On perusal of the facts of the instant case, there seems to be there are no special mitigating circumstances. At the present time there is a great increase in the general lawlessness right throughout this country. The reason is that nobody cares about how he or they come to acquire property and no one respects and loves his neighbour when it comes to issues such as the one faced by the accused. There is no record of you taking a strong stance in the way you approached your Village Court authorities. The result of this lawlessness is that the trend of sentencing for willful murder, murder and manslaughter cases have risen to reflect the seriousness of such offences and because the law says that when a person commits any of the homicide cases, he or she can be sentenced to either death or life imprisonment.


The following cases appear from the records which show some example of cases both wilful murder and murder and even manslaughter cases where this Court has sentenced accused to high terms of imprisonment. On appeal some sentences have either been reduced or confirmed by the Supreme Court. Not only that they reflect the serious nature of such crimes and the high volume of homicide cases appearing before our Courts but, it is the intention of the legislature that sentences for willful murder should be between a term of years and death, and between a term of years and life imprisonment for murder and manslaughter cases.


The three appellants in Joseph Nimagi, Tom Gurua Kerui and David Bawai Laeni -v- The State (2004) SC741 (decision of 1st April 2004) appealed against their sentences of 50 years for murdering a teacher, Joseph and Tom escaped and their appeals were dismissed for want of prosecution. Only David Laeni prosecuted his appeal. He appealed against excessiveness of the sentence. The Supreme Court held that the sentence of 50 years was neither excessive nor manifestly excessive. The above case involved some families who gathered in the school campus for an evening worship. The gang entered into the school campus and disturbed them. When they took the daughter of the victim with the intention to abduct her, the victim tried to prevent the abduction, the three appellants with one of them having possession of a gun short the father of the girl at a closed range causing instant death.
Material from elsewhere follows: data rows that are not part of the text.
//! Dense array-indexed store.
//!
//! Every index in `[0, capacity)` is always present; there is no notion of
//! absence, so deletion is modeled as overwriting the index with the zero
//! sentinel. Values are plain atomics, so single-key operations are
//! lock-free and safe against the concurrent producer.

use std::sync::atomic::{AtomicU64, Ordering};

use super::{MapKind, MapStore, StoreError};

/// Value written by [`MapStore::delete`]; the array variant cannot remove
/// an entry, only blank it.
pub const SENTINEL: u64 = 0;

pub struct ArrayMapStore {
    values: Box<[AtomicU64]>,
}

impl ArrayMapStore {
    pub fn new(capacity: u32) -> Self {
        let mut values = Vec::with_capacity(capacity as usize);
        values.resize_with(capacity as usize, AtomicU64::default);
        Self {
            values: values.into_boxed_slice(),
        }
    }
}

impl MapStore for ArrayMapStore {
    fn kind(&self) -> MapKind {
        MapKind::Array
    }

    fn capacity(&self) -> u32 {
        self.values.len() as u32
    }

    fn len(&self) -> u32 {
        // Dense: every index is live.
        self.capacity()
    }

    fn lookup(&self, key: u32) -> Result<u64, StoreError> {
        self.values
            .get(key as usize)
            .map(|v| v.load(Ordering::Relaxed))
            .ok_or(StoreError::NotFound { key })
    }

    fn insert(&self, key: u32, value: u64) -> Result<(), StoreError> {
        match self.values.get(key as usize) {
            Some(v) => {
                v.store(value, Ordering::Relaxed);
                Ok(())
            }
            None => Err(StoreError::OutOfRange {
                key,
                capacity: self.capacity(),
            }),
        }
    }

    fn delete(&self, key: u32) -> Result<(), StoreError> {
        // Reset: every valid index is always present, so this only fails
        // for an out-of-range index.
        self.insert(key, SENTINEL)
    }

    fn first_key(&self) -> Option<u32> {
        if self.values.is_empty() {
            None
        } else {
            Some(0)
        }
    }

    fn next_key(&self, prev: u32) -> Option<u32> {
        let next = prev.checked_add(1)?;
        if next < self.capacity() {
            Some(next)
        } else {
            None
        }
    }
}

#[cfg(test)]
mod tests {
    use super::*;

    #[test]
    fn fresh_store_reads_sentinel_everywhere() {
        let store = ArrayMapStore::new(4);
        for idx in 0..4 {
            assert_eq!(store.lookup(idx), Ok(SENTINEL));
        }
    }

    #[test]
    fn insert_at_capacity_index_is_out_of_range() {
        let store = ArrayMapStore::new(16);
        assert_eq!(
            store.insert(16, 1),
            Err(StoreError::OutOfRange {
                key: 16,
                capacity: 16
            })
        );
    }

    #[test]
    fn lookup_past_capacity_is_not_found() {
        let store = ArrayMapStore::new(16);
        assert_eq!(store.lookup(16), Err(StoreError::NotFound { key: 16 }));
    }

    #[test]
    fn delete_overwrites_with_sentinel() {
        let store = ArrayMapStore::new(4);
        store.insert(2, 77).unwrap();
        store.delete(2).unwrap();
        assert_eq!(store.lookup(2), Ok(SENTINEL));
        // Reset of an already-reset index succeeds again.
        store.delete(2).unwrap();
        assert_eq!(store.lookup(2), Ok(SENTINEL));
    }

    #[test]
    fn enumeration_walks_the_full_index_range() {
        let store = ArrayMapStore::new(3);
        assert_eq!(store.first_key(), Some(0));
        assert_eq!(store.next_key(0), Some(1));
        assert_eq!(store.next_key(1), Some(2));
        assert_eq!(store.next_key(2), None);
    }

    #[test]
    fn empty_array_has_no_first_key() {
        let store = ArrayMapStore::new(0);
        assert_eq!(store.first_key(), None);
    }
}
In Pauline Painuk -v- The State (2000) SCRA 54 of 2000 (decision of 22.11.02) the Supreme Court dismissed Pauline’s appeal against a sentence of 18 years on plea to a murder charge where the appellant stabbed a school girl twice. She appealed on grounds of excessiveness. The Supreme Court said there that considering the serious nature of the charge of murder, the sentence was not excessive. In another murder case of Max Java -v- The State (2000) SC701 (decision of 20.12.02) the Supreme Court confirmed the decision of 20 years on a guilty plea. It was the case where the appellant pursued the victim and attacked him with a grass knife causing him severe injuries resulting in his death.


The appellant in Agir Caspar Goro -v- The State (1997) SCA 82 of 1993 pleaded guilty to one count of murder and he was sentence by the National Court to 20 years imprisonment. He appealed against the severity of sentence. The appellant in the above case had a similar prior conviction. The Supreme Court said at page 5 of its judgment:


"It was open to him to come to that conclusion when dealing with the Appellant who was involved in such a brutal and cowardly killing. Clearly the Appellant was not imprisoned as a first offender and the fact that he pleaded guilty to the Court would have lost much of it’s weight due to the serious nature of the crime".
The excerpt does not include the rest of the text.